What the task requires. Return, word for word, the line containing "fn handle_end_game(state: DuelState)" and every line after it through the last line of the records below.

[Excerpts from a dataset]
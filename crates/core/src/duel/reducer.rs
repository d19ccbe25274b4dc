//! Duel state reducer - the heart of the game logic.
//!
//! A pure function takes game state and a command and returns the new state
//! plus the events that occurred. The engine broadcasts the events in order
//! and performs their side effects (timers, persistence, rewards), so every
//! rule below is exercised without sockets, redis, or a clock.

use crate::geo::haversine_distance;
use crate::scoring::points;

use super::commands::DuelCommand;
use super::events::DuelEvent;
use super::rules::{NO_GUESS_DAMAGE, SINGLE_GUESS_DAMAGE};
use super::state::{DuelState, GameMode, Guess};

/// Result of applying a command to the game state.
#[derive(Debug)]
pub struct ReducerResult {
    /// The updated game state.
    pub state: DuelState,
    /// Events that occurred, in broadcast order.
    pub events: Vec<DuelEvent>,
    /// Whether the state actually changed.
    pub changed: bool,
}

impl ReducerResult {
    /// A command that had no effect (duplicate, stale, or out of phase).
    fn unchanged(state: DuelState) -> Self {
        Self { state, events: vec![], changed: false }
    }

    /// State changed; `events` may be empty for silent transitions.
    fn with_events(state: DuelState, events: Vec<DuelEvent>) -> Self {
        Self { state, events, changed: true }
    }

    /// A transition refused because the state is inconsistent.
    fn error(state: DuelState, code: &'static str, message: String) -> Self {
        Self { state, events: vec![DuelEvent::Error { code, message }], changed: false }
    }

    pub fn has_error(&self) -> bool {
        self.events.iter().any(DuelEvent::is_error)
    }
}

/// Apply a command to game state, returning new state + events.
///
/// Deterministic given the same `(state, command, now_ms)`; `now_ms` is
/// passed in rather than read from a clock for testability.
pub fn reduce(state: &DuelState, command: DuelCommand, now_ms: i64) -> ReducerResult {
    match command {
        DuelCommand::Start => handle_start(state.clone()),
        DuelCommand::StartRound => handle_start_round(state.clone(), now_ms),
        DuelCommand::SubmitGuess { user_id, lat, lon } => {
            handle_submit_guess(state.clone(), user_id, lat, lon)
        }
        DuelCommand::EndRound { round } => handle_end_round(state.clone(), round),
        DuelCommand::EndGame => handle_end_game(state.clone()),
    }
}

fn handle_start(mut state: DuelState) -> ReducerResult {
    if state.started {
        return ReducerResult::unchanged(state);
    }
    state.started = true;

    let event = DuelEvent::GameStarted { hp: state.hp.clone(), timer: state.timer_secs };
    ReducerResult::with_events(state, vec![event])
}

fn handle_start_round(mut state: DuelState, now_ms: i64) -> ReducerResult {
    if !state.started {
        return ReducerResult::unchanged(state);
    }

    let round = state.current_index;
    if state.round_started(round) {
        return ReducerResult::unchanged(state);
    }
    let Some(location) = state.current_location().cloned() else {
        return ReducerResult::unchanged(state);
    };

    state.started_rounds.push(round);
    state.round_start_ms = now_ms;

    let event = DuelEvent::RoundStarted {
        round,
        lat: location.lat,
        lon: location.lon,
        url: location.url,
        timer: state.timer_secs,
        started_at_ms: now_ms,
    };
    ReducerResult::with_events(state, vec![event])
}

fn handle_submit_guess(mut state: DuelState, user_id: String, lat: f64, lon: f64) -> ReducerResult {
    if !state.started {
        return ReducerResult::unchanged(state);
    }

    // Only participants guess: duelists are the HP keys, the war player is solo.
    let is_participant = match state.mode {
        GameMode::Duel => state.hp.contains_key(&user_id),
        GameMode::ClanWar => state.solo_player.as_deref() == Some(user_id.as_str()),
    };
    if !is_participant || state.has_guessed(&user_id) {
        return ReducerResult::unchanged(state);
    }

    let Some(location) = state.current_location().cloned() else {
        return ReducerResult::unchanged(state);
    };

    let distance = haversine_distance(lat, lon, location.lat, location.lon);
    let guess = Guess {
        player: user_id.clone(),
        distance,
        lat,
        lon,
        country: location.country,
        points: None,
    };

    let key = DuelState::round_key(state.current_index);
    state.guesses.entry(key).or_default().push(guess);

    let event = DuelEvent::PlayerGuessed { player: user_id };
    ReducerResult::with_events(state, vec![event])
}

fn handle_end_round(state: DuelState, round: usize) -> ReducerResult {
    // Stale timers and duplicate resolutions land here and do nothing.
    if round != state.current_index
        || state.round_ended(round)
        || !state.round_started(round)
    {
        return ReducerResult::unchanged(state);
    }

    match state.mode {
        GameMode::ClanWar => resolve_war_round(state, round),
        GameMode::Duel => resolve_duel_round(state, round),
    }
}

fn resolve_war_round(mut state: DuelState, round: usize) -> ReducerResult {
    let key = DuelState::round_key(round);
    let mut scored = false;

    if let Some(guesses) = state.guesses.get_mut(&key)
        && let Some(guess) = guesses.first_mut()
    {
        let pts = points(guess.distance);
        guess.points = Some(pts);
        state.total_score += i64::from(pts);
        scored = true;
    }

    state.ended_rounds.push(round);
    state.current_index += 1;

    if state.current_index >= state.locations.len() {
        let event = DuelEvent::WarEnded {
            war_id: state.war_id.clone().unwrap_or_default(),
            player: state.solo_player.clone().unwrap_or_default(),
            total_score: state.total_score,
        };
        return ReducerResult::with_events(state, vec![event]);
    }

    // A round nobody guessed advances silently.
    let events = if scored {
        vec![DuelEvent::WarRoundEnded { round, total_score: state.total_score }]
    } else {
        vec![]
    };
    ReducerResult::with_events(state, events)
}

fn resolve_duel_round(mut state: DuelState, round: usize) -> ReducerResult {
    let key = DuelState::round_key(round);
    let guesses: Vec<Guess> = state.guesses.get(&key).cloned().unwrap_or_default();

    if guesses.len() < 2 {
        return resolve_short_round(state, round, guesses.len());
    }

    // Both guessed: the points gap becomes damage to the loser.
    let pts: Vec<i32> = guesses.iter().map(|g| points(g.distance)).collect();
    let (winner_idx, loser_idx) = if pts[0] >= pts[1] { (0, 1) } else { (1, 0) };
    let loser_id = guesses[loser_idx].player.clone();
    let damage = pts[winner_idx] - pts[loser_idx];

    if !state.hp.contains_key(&loser_id) {
        return ReducerResult::error(
            state,
            "HP_MISSING",
            format!("no HP entry for {loser_id} at round {round}"),
        );
    }

    if let Some(stored) = state.guesses.get_mut(&key) {
        for (guess, p) in stored.iter_mut().zip(&pts) {
            guess.points = Some(*p);
        }
    }
    state.ended_rounds.push(round);

    let hp = state.hp.get_mut(&loser_id).map(|hp| {
        *hp -= damage;
        *hp
    });

    if hp.is_some_and(|hp| hp <= 0) {
        let events = vec![finish_game(&state)];
        return ReducerResult::with_events(state, events);
    }

    let location = &state.locations[round];
    let ended = DuelEvent::RoundEnded {
        round,
        winner: guesses[winner_idx].player.clone(),
        damage,
        hp: state.hp.clone(),
        results: state.guesses.get(&key).cloned().unwrap_or_default(),
        lat: location.lat,
        lon: location.lon,
    };

    state.current_index += 1;
    let mut events = vec![ended];
    if state.current_index >= state.locations.len() {
        events.push(finish_game(&state));
    }
    ReducerResult::with_events(state, events)
}

/// Zero or one guess: flat penalties instead of a points gap.
fn resolve_short_round(mut state: DuelState, round: usize, num_guesses: usize) -> ReducerResult {
    let key = DuelState::round_key(round);
    let guesser = state.guesses.get(&key).and_then(|g| g.first()).map(|g| g.player.clone());

    for (player, hp) in state.hp.iter_mut() {
        match &guesser {
            None => *hp -= NO_GUESS_DAMAGE,
            Some(who) if player != who => *hp -= SINGLE_GUESS_DAMAGE,
            Some(_) => {}
        }
    }

    state.ended_rounds.push(round);

    if state.hp.values().any(|hp| *hp <= 0) {
        let events = vec![finish_game(&state)];
        return ReducerResult::with_events(state, events);
    }

    let timed_out = DuelEvent::RoundTimedOut { hp: state.hp.clone(), num_guesses };

    state.current_index += 1;
    let mut events = vec![timed_out];
    if state.current_index >= state.locations.len() {
        events.push(finish_game(&state));
    }
    ReducerResult::with_events(state, events)
}

fn handle_end_game(state: DuelState) -> ReducerResult {
    if !state.started {
        return ReducerResult::unchanged(state);
    }

    let event = match state.mode {
        GameMode::Duel => finish_game(&state),
        GameMode::ClanWar => DuelEvent::WarEnded {
            war_id: state.war_id.clone().unwrap_or_default(),
            player: state.solo_player.clone().unwrap_or_default(),
            total_score: state.total_score,
        },
    };
    ReducerResult::with_events(state, vec![event])
}

fn finish_game(state: &DuelState) -> DuelEvent {
    DuelEvent::GameEnded { winner: state.leader(), total_distances: state.total_distances() }
}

Answer to this exercise.
fn handle_end_game(state: DuelState) -> ReducerResult {
    if !state.started {
        return ReducerResult::unchanged(state);
    }

    let event = match state.mode {
        GameMode::Duel => finish_game(&state),
        GameMode::ClanWar => DuelEvent::WarEnded {
            war_id: state.war_id.clone().unwrap_or_default(),
            player: state.solo_player.clone().unwrap_or_default(),
            total_score: state.total_score,
        },
    };
    ReducerResult::with_events(state, vec![event])
}

fn finish_game(state: &DuelState) -> DuelEvent {
    DuelEvent::GameEnded { winner: state.leader(), total_distances: state.total_distances() }
}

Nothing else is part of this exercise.